Swiss Catholic bishop (1819–1886)

Eugène Lachat (14 October 1819 – 1 November 1886) was a Swiss Catholic prelate who served as Bishop of Basel from 1863 to 1885. His episcopate was marked by the tensions of the Kulturkampf in Switzerland, which led to his expulsion from the Canton of Solothurn in 1873 after he published the decrees of the First Vatican Council.

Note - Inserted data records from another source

//! Runtime settings, read from the environment.
//!
//! Every setting has a default, so an empty environment gives a working
//! local setup. A value that is set but unusable is an error rather than a
//! silent fallback.

use std::{env, fmt::Display, str::FromStr, time::Duration};

use thiserror::Error;
use tracing::info;

use crate::constants::{
    DEFAULT_FLUSH_INTERVAL, DEFAULT_MAX_IN_FLIGHT, DEFAULT_QUEUE_CAPACITY,
    DEFAULT_RECONNECT_INTERVAL,
};

pub const DEFAULT_DATABASE_URL: &str = "sqlite://ballots.db";
pub const DEFAULT_NSQD_ADDR: &str = "127.0.0.1:4150";
pub const DEFAULT_VOTE_STREAM_ADDR: &str = "127.0.0.1:7070";

#[derive(Debug, Error, PartialEq, Eq)]
pub enum ConfigError {
    #[error("invalid {key}={value:?}: {reason}")]
    Invalid {
        key: &'static str,
        value: String,
        reason: String,
    },
    #[error("{key} must not be zero")]
    Zero { key: &'static str },
}

#[derive(Debug, Clone, PartialEq, Eq)]
pub struct Config {
    /// `DATABASE_URL`
    pub database_url: String,
    /// `NSQD_ADDR`
    pub nsqd_addr: String,
    /// `VOTE_STREAM_ADDR`
    pub vote_stream_addr: String,
    /// `FLUSH_INTERVAL_MS`
    pub flush_interval: Duration,
    /// `RECONNECT_INTERVAL_MS`
    pub reconnect_interval: Duration,
    /// `QUEUE_CAPACITY`
    pub queue_capacity: usize,
    /// `MAX_IN_FLIGHT`
    pub max_in_flight: usize,
}

impl Default for Config {
    fn default() -> Self {
        Self {
            database_url: DEFAULT_DATABASE_URL.to_owned(),
            nsqd_addr: DEFAULT_NSQD_ADDR.to_owned(),
            vote_stream_addr: DEFAULT_VOTE_STREAM_ADDR.to_owned(),
            flush_interval: DEFAULT_FLUSH_INTERVAL,
            reconnect_interval: DEFAULT_RECONNECT_INTERVAL,
            queue_capacity: DEFAULT_QUEUE_CAPACITY,
            max_in_flight: DEFAULT_MAX_IN_FLIGHT,
        }
    }
}

impl Config {
    pub fn from_env() -> Result<Self, ConfigError> {
        Self::from_lookup(|key| env::var(key).ok())
    }

    /// Build a config from `lookup`, which returns the value of a variable
    /// if it is set.
    pub fn from_lookup<F>(lookup: F) -> Result<Self, ConfigError>
    where
        F: Fn(&str) -> Option<String>,
    {
        let defaults = Self::default();
        Ok(Self {
            database_url: try_load(&lookup, "DATABASE_URL", defaults.database_url)?,
            nsqd_addr: try_load(&lookup, "NSQD_ADDR", defaults.nsqd_addr)?,
            vote_stream_addr: try_load(&lookup, "VOTE_STREAM_ADDR", defaults.vote_stream_addr)?,
            flush_interval: try_load_millis(&lookup, "FLUSH_INTERVAL_MS", defaults.flush_interval)?,
            reconnect_interval: try_load_millis(
                &lookup,
                "RECONNECT_INTERVAL_MS",
                defaults.reconnect_interval,
            )?,
            queue_capacity: non_zero(
                "QUEUE_CAPACITY",
                try_load(&lookup, "QUEUE_CAPACITY", defaults.queue_capacity)?,
            )?,
            max_in_flight: non_zero(
                "MAX_IN_FLIGHT",
                try_load(&lookup, "MAX_IN_FLIGHT", defaults.max_in_flight)?,
            )?,
        })
    }
}

fn try_load<F, T>(lookup: &F, key: &'static str, default: T) -> Result<T, ConfigError>
where
    F: Fn(&str) -> Option<String>,
    T: FromStr + Display,
    T::Err: Display,
{
    match lookup(key) {
        Some(value) => {
            let parsed = value.trim().parse::<T>();
            parsed.map_err(|e| ConfigError::Invalid {
                key,
                reason: e.to_string(),
                value,
            })
        }
        None => {
            info!("{key} not set, using default: {default}");
            Ok(default)
        }
    }
}

fn try_load_millis<F>(lookup: &F, key: &'static str, default: Duration) -> Result<Duration, ConfigError>
where
    F: Fn(&str) -> Option<String>,
{
    let millis = try_load(lookup, key, default.as_millis() as u64)?;
    non_zero(key, millis).map(Duration::from_millis)
}

fn non_zero<T: Default + PartialEq>(key: &'static str, value: T) -> Result<T, ConfigError> {
    if value == T::default() {
        return Err(ConfigError::Zero { key });
    }
    Ok(value)
}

== Early life and education ==
Lachat was born on 14 October 1819 at the Montavon farm in the commune of Haute-Ajoie. He was the son of François Lachat, a peasant, and Anne-Marie Walzer, and was from La Scheulte. He completed his humanities studies in Besançon under the direction of his older brother Jean-François, then studied philosophy and theology with the Missionaries of the Precious Blood at Albano Laziale, near Rome, from 1836 to 1842.

== Priesthood ==
Lachat entered the Congregation of the Precious Blood and was ordained a priest in 1842. He worked for the internal mission in Italy before returning to France. He served as priest at the pilgrimage chapel of Notre-Dame-des-Trois-Épis, near Colmar, from 1844. In 1850, he became priest at Grandfontaine, and in 1855, he was appointed dean of Delémont.

== Bishop of Basel ==
Lachat was consecrated Bishop of Basel on 30 November 1863 at Solothurn Cathedral. Initially, he maintained good relations with the liberal (radical) cantons in his diocese. However, the cordial understanding between Lachat and these cantons ended on the eve of the First Vatican Council (1869-1870) and the Kulturkampf, in a climate of heightened ultramontanism.

In 1871, Lachat published the council's decisions on the dogma of papal infallibility in his Lenten pastoral letter, despite opposition from the liberal cantons. Although Lachat himself was a moderate supporter of the dogma, his publication defied the will of these cantons. As a result, he was deposed and expelled from the Canton of Solothurn in 1873. From that point forward, Lachat administered his diocese from Lucerne. His stance earned him sympathy both in Switzerland and abroad as a "confessor of the faith."

After the easing of the Kulturkampf, Lachat resigned his position in 1885 following an invitation from Rome in 1884. This resignation allowed him to become the first apostolic administrator of Ticino and titular archbishop of Damietta.

== Death ==
Lachat died on 1 November 1886 in Balerna.